L ’Avocat, l’oncle Dominique placé ci-dessus en exergue manifeste bien l’autorité puissante que Paul Cézanne reconnaissait à son oncle et sans doute à la société qui l'entourait.
Ses contemporains ont dit qu’il s’exprimait avec un fort accent provençal, qu’il roulait les R de manière rocailleuse et doublait les M de façon terrifiante.
Lorsqu’on circule dans l’exposition entre ces nombreux portraits, on n’est pas saisi par leur psychologie et leurs regards qui pourraient être interrogatifs ou péremptoires : ils ne nous regardent guère et ne sourient jamais. Mais on sent bien leur présence intériorisée et leur forte épaisseur humaine.
Cézanne faisait poser interminablement ses modèles lorsqu’il le pouvait et savait pénétrait leur être en profondeur. C’est l’accumulation de toutes ces puissance vitales inexprimées et bien réelles qui rend l’exposition saisissante.

Louis-Auguste Cézanne, père de l’artiste, lisant L’Événement, 1866
Son père était d’origine modeste et avait réussi par un travail acharné à diriger une banque. Il n’approuvait pas la vie de peintre que menait son fils. Il le soutenait pourtant financièrement. Les commissaires notent que Paul a malicieusement changé le titre du journal paternel :
L’Événement était une éphémère revue d’avant-garde, alors que son père devait lire Le Siècle, journal plus conservateur !

Achille Emperaire, 1867-68
Achille Emperaire était son ami. Peintre lui aussi mais infirme, malade et sans guère de succès. Cézanne lui peint un portrait de deux mètres de haut et ajoute l’inscription de caractère un peu grandiloquent (difficile à déchiffrer sur nos petites reproductions) : « Achille Emperaire peintre »

Autoportrait, 1875
Il ne cherche pas à se rendre sympathique et chaleureux.
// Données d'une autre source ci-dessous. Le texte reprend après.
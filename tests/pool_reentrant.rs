// tests/pool_reentrant.rs

use std::sync::atomic::{AtomicUsize, Ordering};
use std::sync::Arc;
use std::thread;
use std::time::Duration;

use parabuild::pool::{job, Job, PoolError, WorkerPool};
use parabuild_test_utils::probe::{ConcurrencyProbe, RunLog};
use parabuild_test_utils::{init_tracing, within_deadline};
use thiserror::Error;

#[derive(Debug, Error)]
#[error("Boom")]
struct Boom;

#[test]
fn nested_batch_on_a_single_slot_completes() {
    init_tracing();
    within_deadline(|| {
        let pool = Arc::new(WorkerPool::new(Some(1)));
        let log = RunLog::new();

        let inner_pool = Arc::clone(&pool);
        let inner_log = log.clone();
        pool.run_one(move || {
            inner_log.push("J1");
            let l2 = inner_log.clone();
            let l3 = inner_log.clone();
            inner_pool.run(vec![
                job(move || {
                    l2.push("J2");
                    Ok(())
                }),
                job(move || {
                    l3.push("J3");
                    Ok(())
                }),
            ])?;
            Ok(())
        })
        .unwrap();

        assert_eq!(log.count("J1"), 1);
        assert_eq!(log.count("J2"), 1);
        assert_eq!(log.count("J3"), 1);
        pool.join().unwrap();
        assert_eq!(pool.busy_count(), 0);
    });
}

/// Fan out `width` children per level down to `depth`, counting every node.
fn fan_out(pool: Arc<WorkerPool>, depth: usize, width: usize, nodes: Arc<AtomicUsize>) -> Job {
    job(move || {
        nodes.fetch_add(1, Ordering::SeqCst);
        if depth == 0 {
            return Ok(());
        }
        let children: Vec<Job> = (0..width)
            .map(|_| fan_out(Arc::clone(&pool), depth - 1, width, Arc::clone(&nodes)))
            .collect();
        pool.run(children)?;
        Ok(())
    })
}

#[test]
fn deep_recursion_on_ten_slots() {
    init_tracing();
    within_deadline(|| {
        let pool = Arc::new(WorkerPool::new(Some(10)));
        let nodes = Arc::new(AtomicUsize::new(0));

        let roots: Vec<Job> = (0..10)
            .map(|_| fan_out(Arc::clone(&pool), 5, 3, Arc::clone(&nodes)))
            .collect();
        pool.run(roots).unwrap();

        // Each root tree has (3^6 - 1) / 2 nodes.
        assert_eq!(nodes.load(Ordering::SeqCst), 10 * 364);
        assert!(pool.worker_count() <= 10);
    });
}

#[test]
fn recursion_completes_for_small_bounds() {
    init_tracing();
    within_deadline(|| {
        for maximum_size in 1..=4 {
            let pool = Arc::new(WorkerPool::new(Some(maximum_size)));
            let nodes = Arc::new(AtomicUsize::new(0));
            let roots: Vec<Job> = (0..3)
                .map(|_| fan_out(Arc::clone(&pool), 3, 2, Arc::clone(&nodes)))
                .collect();

            pool.run(roots).unwrap();
            assert_eq!(nodes.load(Ordering::SeqCst), 3 * 15, "maximum_size {maximum_size}");
            pool.join().unwrap();
        }
    });
}

#[test]
fn nested_fan_out_respects_the_bound() {
    init_tracing();
    within_deadline(|| {
        let pool = Arc::new(WorkerPool::new(Some(2)));
        let probe = ConcurrencyProbe::new();

        let outer: Vec<Job> = (0..4)
            .map(|_| {
                let pool = Arc::clone(&pool);
                let probe = probe.clone();
                job(move || {
                    {
                        let _running = probe.enter();
                        thread::sleep(Duration::from_millis(2));
                    }
                    let leaves: Vec<Job> = (0..4)
                        .map(|_| {
                            let probe = probe.clone();
                            job(move || {
                                let _running = probe.enter();
                                thread::sleep(Duration::from_millis(2));
                                Ok(())
                            })
                        })
                        .collect();
                    pool.run(leaves)?;
                    Ok(())
                })
            })
            .collect();

        pool.run(outer).unwrap();
        assert_eq!(probe.entered(), 4 + 16);
        assert!(probe.peak() <= 2, "peak was {}", probe.peak());
    });
}

#[test]
fn nested_failure_keeps_its_cause() {
    init_tracing();
    within_deadline(|| {
        let pool = Arc::new(WorkerPool::new(Some(2)));
        let inner_pool = Arc::clone(&pool);

        let err = pool
            .run_one(move || {
                let deepest = Arc::clone(&inner_pool);
                inner_pool.run_one(move || {
                    deepest.run_one(|| Err(Boom.into()))?;
                    Ok(())
                })?;
                Ok(())
            })
            .unwrap_err();

        let failure = err.failure().expect("job failure attached");
        assert!(failure.downcast_ref::<Boom>().is_some());
        assert!(failure.downcast_ref::<PoolError>().is_some());
    });
}

#[test]
fn sibling_batches_on_one_slot() {
    init_tracing();
    within_deadline(|| {
        let pool = Arc::new(WorkerPool::new(Some(1)));
        let log = RunLog::new();

        let outer: Vec<Job> = ["a", "b", "c"]
            .into_iter()
            .map(|name| {
                let pool = Arc::clone(&pool);
                let log = log.clone();
                job(move || {
                    let children: Vec<Job> = (0..2)
                        .map(|i| {
                            let log = log.clone();
                            job(move || {
                                log.push(format!("{name}{i}"));
                                Ok(())
                            })
                        })
                        .collect();
                    pool.run(children)?;
                    // Children always finish before their parent continues.
                    log.push(name);
                    Ok(())
                })
            })
            .collect();

        pool.run(outer).unwrap();
        assert_eq!(log.len(), 9);
        for name in ["a", "b", "c"] {
            let parent = log.position(name).unwrap();
            assert!(log.position(&format!("{name}0")).unwrap() < parent);
            assert!(log.position(&format!("{name}1")).unwrap() < parent);
        }
    });
}

#[test]
fn join_from_a_worker_is_rejected() {
    init_tracing();
    within_deadline(|| {
        let pool = Arc::new(WorkerPool::new(Some(2)));
        let inner_pool = Arc::clone(&pool);
        let seen = Arc::new(AtomicUsize::new(0));
        let seen_in_job = Arc::clone(&seen);

        pool.run_one(move || {
            if matches!(inner_pool.join(), Err(PoolError::JoinFromWorker)) {
                seen_in_job.fetch_add(1, Ordering::SeqCst);
            }
            Ok(())
        })
        .unwrap();

        assert_eq!(seen.load(Ordering::SeqCst), 1);
        pool.join().unwrap();
        assert_eq!(pool.worker_count(), 0);
    });
}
Mais son port de tête révèle son assurance intérieure et son regard en coin est tranquille.

Madame Cézanne dans un fauteuil rouge, 1877
Matisse peindra ainsi trente ans plus tard.

Portrait de madame Cézanne, 1886-1887
Cézanne peint sa femme dans une ambiance de tranquille assurance intérieure, peut-être légèrement nostalgique. Mais il évite, ici encore de croiser son regard.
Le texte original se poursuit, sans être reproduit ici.